You can almost see Santa’s house from here
How about these images of a Royal Danish Air Force Lockheed Martin C-130J Super Hercules of Flyvestation Aalborg-based Eskadrille 721 (“Zap”) conducting a resupply mission at the Joint Artisk Kommando Station Nord outpost in Greenland, home to the famed Sirius Dog Sled Patrol (Slædepatruljen Sirius). It is dark there from 15 October to 28 February, and in November the mean daily high temperature is -20°F.

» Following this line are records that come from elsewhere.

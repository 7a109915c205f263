// Copyright (c) 2025 Kirky.X
//
// Licensed under the MIT License
// See LICENSE file in the project root for full license information.

use async_trait::async_trait;
use reqwest::header::USER_AGENT;
use reqwest::{Client, StatusCode};
use serde::Deserialize;
use std::time::Duration;
use tracing::{debug, info, warn};

use crate::config::settings::ProviderSettings;
use crate::domain::search::engine::{SearchError, SearchProvider};
use crate::infrastructure::observability::metrics;
use crate::utils::rate_limiter::RateLimiter;
use crate::utils::retry_policy::BackoffPolicy;
use crate::utils::robots::DISCOVERY_USER_AGENT;
use crate::utils::sanitize::sanitize_error;

/// Custom Search JSON API 地址
pub const GOOGLE_CSE_ENDPOINT: &str = "https://www.googleapis.com/customsearch/v1";

/// 单页最多 10 条
const PAGE_SIZE: usize = 10;
/// `start` 参数上限，API 最多返回 100 条
const MAX_START: usize = 91;
const REQUEST_TIMEOUT: Duration = Duration::from_secs(12);

#[derive(Debug, Deserialize)]
struct CseResponse {
    #[serde(default)]
    items: Vec<CseItem>,
}

#[derive(Debug, Deserialize)]
struct CseItem {
    link: Option<String>,
    #[serde(rename = "formattedUrl")]
    formatted_url: Option<String>,
}

/// Google Custom Search 提供方
///
/// 需要 API Key 与搜索引擎 ID 两个凭据，均从配置指定的环境变量读取。
/// 缺少凭据时查询照常计数但不发出请求。
pub struct GoogleCseProvider {
    settings: ProviderSettings,
    api_key: Option<String>,
    cx: Option<String>,
    endpoint: String,
    client: Client,
    limiter: RateLimiter,
    backoff: BackoffPolicy,
    queries_made: u32,
}

impl GoogleCseProvider {
    pub const NAME: &'static str = "google_cse";

    pub fn new(settings: ProviderSettings) -> Self {
        let api_key = read_credential(&settings.api_key_env);
        let cx = read_credential(&settings.cx_env);
        if api_key.is_none() || cx.is_none() {
            warn!(
                provider = Self::NAME,
                api_key_env = %settings.api_key_env,
                cx_env = %settings.cx_env,
                "credentials missing; queries will return no results"
            );
        }

        let limiter = RateLimiter::new(settings.rate_limit_rps, settings.jitter_percent);
        let backoff = BackoffPolicy::from_secs_f64(
            settings.backoff_base_seconds,
            settings.backoff_max_seconds,
            settings.retry_attempts,
        );

        Self {
            settings,
            api_key,
            cx,
            endpoint: GOOGLE_CSE_ENDPOINT.to_string(),
            client: Client::new(),
            limiter,
            backoff,
            queries_made: 0,
        }
    }

    /// 替换 API 地址
    pub fn with_endpoint(mut self, endpoint: impl Into<String>) -> Self {
        self.endpoint = endpoint.into();
        self
    }

    pub fn has_credentials(&self) -> bool {
        self.api_key.is_some() && self.cx.is_some()
    }

    async fn fetch_page(
        &self,
        api_key: &str,
        cx: &str,
        keyword: &str,
        start: usize,
        num: usize,
    ) -> Result<Vec<String>, SearchError> {
        let params = [
            ("key", api_key.to_string()),
            ("cx", cx.to_string()),
            ("q", keyword.to_string()),
            ("num", num.to_string()),
            ("start", start.to_string()),
            ("safe", "active".to_string()),
        ];

        let response = self
            .client
            .get(&self.endpoint)
            .query(&params)
            .header(USER_AGENT, DISCOVERY_USER_AGENT)
            .timeout(REQUEST_TIMEOUT)
            .send()
            .await?;

        let status = response.status();
        if status != StatusCode::OK {
            return Err(SearchError::Status(status.as_u16()));
        }

        let body: CseResponse = response
            .json()
            .await
            .map_err(|e| SearchError::Decode(e.to_string()))?;

        Ok(body
            .items
            .into_iter()
            .filter_map(|item| item.link.or(item.formatted_url))
            .filter(|url| !url.is_empty())
            .collect())
    }

    /// 单页请求，可重试错误按退避序列重发，序列耗尽即放弃
    async fn fetch_page_with_retry(
        &self,
        api_key: &str,
        cx: &str,
        keyword: &str,
        start: usize,
        num: usize,
    ) -> Result<Vec<String>, SearchError> {
        let mut delays = self.backoff.delays().into_iter();
        loop {
            match self.fetch_page(api_key, cx, keyword, start, num).await {
                Ok(urls) => return Ok(urls),
                Err(e) if e.is_retryable() => match delays.next() {
                    Some(delay) => {
                        debug!(
                            provider = Self::NAME,
                            keyword,
                            start,
                            error_code = %e.code(),
                            delay_ms = delay.as_millis() as u64,
                            "retrying page after backoff"
                        );
                        tokio::time::sleep(delay).await;
                    }
                    None => return Err(e),
                },
                Err(e) => return Err(e),
            }
        }
    }
}

#[async_trait]
impl SearchProvider for GoogleCseProvider {
    fn name(&self) -> &'static str {
        Self::NAME
    }

    fn queries_made(&self) -> u32 {
        self.queries_made
    }

    fn quota(&self) -> u32 {
        self.settings.daily_quota_threshold
    }

    async fn query(&mut self, keyword: &str, max_results: usize) -> Vec<String> {
        if !self.can_continue() {
            debug!(
                provider = Self::NAME,
                keyword,
                results = 0,
                queries_made = self.queries_made,
                error_code = "quota",
                "search skipped"
            );
            return Vec::new();
        }

        self.limiter.wait().await;
        self.queries_made += 1;
        metrics::record_query(Self::NAME);

        let (api_key, cx) = match (self.api_key.as_deref(), self.cx.as_deref()) {
            (Some(key), Some(cx)) => (key, cx),
            _ => {
                warn!(
                    provider = Self::NAME,
                    keyword,
                    results = 0,
                    error_code = "no-credentials",
                    "search skipped"
                );
                return Vec::new();
            }
        };

        let mut urls: Vec<String> = Vec::new();
        let mut failure: Option<SearchError> = None;
        let mut start = 1;
        let mut first_page = true;

        while urls.len() < max_results && start <= MAX_START {
            let num = PAGE_SIZE.min(max_results - urls.len());
            if !first_page {
                self.limiter.wait().await;
            }
            first_page = false;

            match self
                .fetch_page_with_retry(api_key, cx, keyword, start, num)
                .await
            {
                Ok(page) => {
                    let received = page.len();
                    urls.extend(page);
                    if received < num {
                        break;
                    }
                    start += PAGE_SIZE;
                }
                Err(e) => {
                    failure = Some(e);
                    break;
                }
            }
        }
        urls.truncate(max_results);

        match failure {
            Some(e) => warn!(
                provider = Self::NAME,
                keyword,
                results = urls.len(),
                error_code = %e.code(),
                error = %sanitize_error(&e.to_string()),
                "search call gave up"
            ),
            None => info!(
                provider = Self::NAME,
                keyword,
                results = urls.len(),
                "search call completed"
            ),
        }

        urls
    }
}

fn read_credential(env_name: &str) -> Option<String> {
    std::env::var(env_name)
        .ok()
        .map(|v| v.trim().to_string())
        .filter(|v| !v.is_empty())
}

The 6,200-foot landing strip at Station Nord was built in the 1950s in a joint Danish-U.S. effort, and the base has been wholly Danish since 1975. It is kept open for approximately 300 days a year and is maintained with two large snow blowers and two snow plows.
Station Nord is approximately 2,360 air miles from Copenhagen but only 574 miles from the geographic North Pole.
By comparison, the furthest northern U.S. airstrip, Arctic Village Airport, Alaska, is about 1,200 miles from the Pole, and the “most northern airport in the world,” Longyearbyen in the Norwegian Svalbard chain, is 800 miles. The U.S. maintains Pituffik Space Base (formerly Thule Air Base), Greenland, which is located approximately 950 miles from the North Pole. Only Canadian Forces Station Alert on Ellesmere Island, Nunavut, which is about 490 miles south of the Pole, is closer to the roof of the world.
Denmark has been a C-130 user since 1973 and has used them operationally in Bosnia and Afghanistan, replacing its trio of older C-130H birds with four long-fuselage C-130Js by 2007, the first Scandinavian country to bring the Super Hercules into service.